Copy the lines exactly. Begin at the first line of the data and stop after the line with "#[derive(Subcommand, Debug)]".

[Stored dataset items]
========

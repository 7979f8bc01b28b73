//! vigil-server: heartbeat ingestion, status reads and the tick driver.

mod api;
mod driver;
mod router;
mod startup;
mod state;

use anyhow::Context;
use clap::{Parser, Subcommand};
use tracing::info;

/// Compliance monitoring server.
#[derive(Parser, Debug)]
#[command(name = "vigil-server", version, about)]
struct Cli {
    #[command(subcommand)]
    command: Option<Command>,
}

#[derive(Subcommand, Debug)]
enum Command {
    /// Start the HTTP server (default).
    Serve {
        /// Do not run the in-process tick driver; ticks come from `vigil-server tick`.
        #[arg(long, env = "VIGIL_NO_DRIVER")]
        no_driver: bool,
    },
    /// Run exactly one evaluation tick and exit.
    Tick,
    /// Load and validate the plan files, then exit.
    Check,
}

fn load_config() -> vigil_core::Config {
    vigil_core::config::load_dotenv();
    vigil_core::Config::from_env()
}

async fn serve(config: vigil_core::Config, run_driver: bool) -> anyhow::Result<()> {
    let addr = format!("{}:{}", config.server.host, config.server.port);
    let state = startup::build_state(config).await?;

    if run_driver {
        tokio::spawn(driver::run_driver(state.clone()));
    } else {
        info!("In-process tick driver disabled");
    }

    let app = router::build_router(state);
    let listener = tokio::net::TcpListener::bind(&addr)
        .await
        .with_context(|| format!("failed to bind {addr}"))?;
    info!("Server listening on http://{}", addr);
    axum::serve(listener, app)
        .with_graceful_shutdown(shutdown_signal())
        .await?;
    info!("Server stopped");
    Ok(())
}

async fn tick(config: vigil_core::Config) -> anyhow::Result<()> {
    let state = startup::build_state(config).await?;
    let report = driver::run_tick(&state).await;
    info!(
        file_components = report.file_components,
        level_components = report.level_components,
        "single tick complete"
    );
    if !report.write_failures.is_empty() {
        anyhow::bail!(
            "failed to write snapshots for: {}",
            report.write_failures.join(", ")
        );
    }
    Ok(())
}

fn check(config: &vigil_core::Config) -> anyhow::Result<()> {
    let plan = startup::load_plan(config)?;
    info!(
        file_components = plan.file_components.len(),
        monitored_files = plan.file_count(),
        level_components = plan.level_components.len(),
        "monitor plan is valid"
    );
    Ok(())
}

async fn shutdown_signal() {
    if let Err(e) = tokio::signal::ctrl_c().await {
        tracing::warn!(error = %e, "failed to listen for ctrl-c");
        std::future::pending::<()>().await;
    }
    info!("Shutdown signal received");
}

#[tokio::main]
async fn main() -> anyhow::Result<()> {
    tracing_subscriber::fmt()
        .with_env_filter(
            tracing_subscriber::EnvFilter::try_from_default_env()
                .unwrap_or_else(|_| tracing_subscriber::EnvFilter::new("info")),
        )
        .init();

    let cli = Cli::parse();
    let config = load_config();
    config.log_summary();

    match cli.command.unwrap_or(Command::Serve { no_driver: false }) {
        Command::Serve { no_driver } => serve(config, !no_driver).await,
        Command::Tick => tick(config).await,
        Command::Check => check(&config),
    }
}
use thiserror::Error;

#[derive(Error, Debug)]
pub enum VigilError {
    #[error("Invalid configuration: {0}")]
    InvalidConfig(String),
}
//! Read-time status assembly.
//!
//! Nothing here writes. Each read pulls the latest snapshots, classifies the
//! heartbeat against the current time and aggregates the three signals.

use chrono::{DateTime, FixedOffset, Utc};

use vigil_core::{
    is_valid_component_id, ComponentFileStatus, ComponentStatus, HeartbeatSnapshot, LevelStatus,
    StatusOverview,
};
use vigil_storage::{Snapshots, StoreError};

use crate::aggregate::aggregate;
use crate::heartbeat::HeartbeatPolicy;

#[derive(Debug, thiserror::Error)]
pub enum StatusError {
    /// No heartbeat, file status, or level status exists for the component.
    #[error("component '{0}' not found")]
    NotFound(String),

    #[error("invalid component id '{0}'")]
    InvalidComponentId(String),

    #[error(transparent)]
    Store(#[from] StoreError),
}

/// Combine one component's snapshots into its externally visible status.
pub fn build_component_status(
    component_id: &str,
    heartbeat: Option<&HeartbeatSnapshot>,
    file_status: Option<ComponentFileStatus>,
    level_status: Option<LevelStatus>,
    policy: &HeartbeatPolicy,
    now: DateTime<FixedOffset>,
) -> ComponentStatus {
    let heartbeat = heartbeat.map(|hb| policy.verdict(hb, &now));
    let overall_status = aggregate(
        heartbeat.as_ref().map(|h| h.status),
        file_status.as_ref().map(|f| f.overall_file_health),
        level_status.as_ref().map(|l| l.compliant),
    );
    ComponentStatus {
        component_id: component_id.to_string(),
        heartbeat,
        file_status,
        level_status,
        overall_status,
    }
}

/// Status queries over the snapshot store.
#[derive(Clone)]
pub struct StatusService {
    snapshots: Snapshots,
    policy: HeartbeatPolicy,
    offset: FixedOffset,
}

impl StatusService {
    pub fn new(snapshots: Snapshots, policy: HeartbeatPolicy, offset: FixedOffset) -> Self {
        Self {
            snapshots,
            policy,
            offset,
        }
    }

    pub fn snapshots(&self) -> &Snapshots {
        &self.snapshots
    }

    /// Status of one component at `now`.
    pub async fn component_status(
        &self,
        component_id: &str,
        now: DateTime<Utc>,
    ) -> Result<ComponentStatus, StatusError> {
        if !is_valid_component_id(component_id) {
            return Err(StatusError::InvalidComponentId(component_id.to_string()));
        }
        let (heartbeat, file_status, level_status) = self.read(component_id).await?;
        if heartbeat.is_none() && file_status.is_none() && level_status.is_none() {
            return Err(StatusError::NotFound(component_id.to_string()));
        }
        Ok(build_component_status(
            component_id,
            heartbeat.as_ref(),
            file_status,
            level_status,
            &self.policy,
            now.with_timezone(&self.offset),
        ))
    }

    /// Status of every component with at least one live snapshot, sorted by ID.
    pub async fn all_statuses(&self, now: DateTime<Utc>) -> Result<StatusOverview, StatusError> {
        let local_now = now.with_timezone(&self.offset);
        let ids = self.snapshots.component_ids().await?;
        let mut components = Vec::with_capacity(ids.len());
        for id in &ids {
            // A snapshot that expired since listing still yields an entry (unknown).
            let (heartbeat, file_status, level_status) = self.read(id).await?;
            components.push(build_component_status(
                id,
                heartbeat.as_ref(),
                file_status,
                level_status,
                &self.policy,
                local_now,
            ));
        }
        Ok(StatusOverview::new(components, local_now))
    }

    async fn read(
        &self,
        component_id: &str,
    ) -> Result<
        (
            Option<HeartbeatSnapshot>,
            Option<ComponentFileStatus>,
            Option<LevelStatus>,
        ),
        StoreError,
    > {
        let heartbeat = self.snapshots.heartbeat(component_id).await?;
        let file_status = self.snapshots.file_status(component_id).await?;
        let level_status = self.snapshots.level_status(component_id).await?;
        Ok((heartbeat, file_status, level_status))
    }
}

========

◆ **Solution**:
repository 7979f8bc01b28b73
//! vigil-server: heartbeat ingestion, status reads and the tick driver.

mod api;
mod driver;
mod router;
mod startup;
mod state;

use anyhow::Context;
use clap::{Parser, Subcommand};
use tracing::info;

/// Compliance monitoring server.
#[derive(Parser, Debug)]
#[command(name = "vigil-server", version, about)]
struct Cli {
    #[command(subcommand)]
    command: Option<Command>,
}

#[derive(Subcommand, Debug)]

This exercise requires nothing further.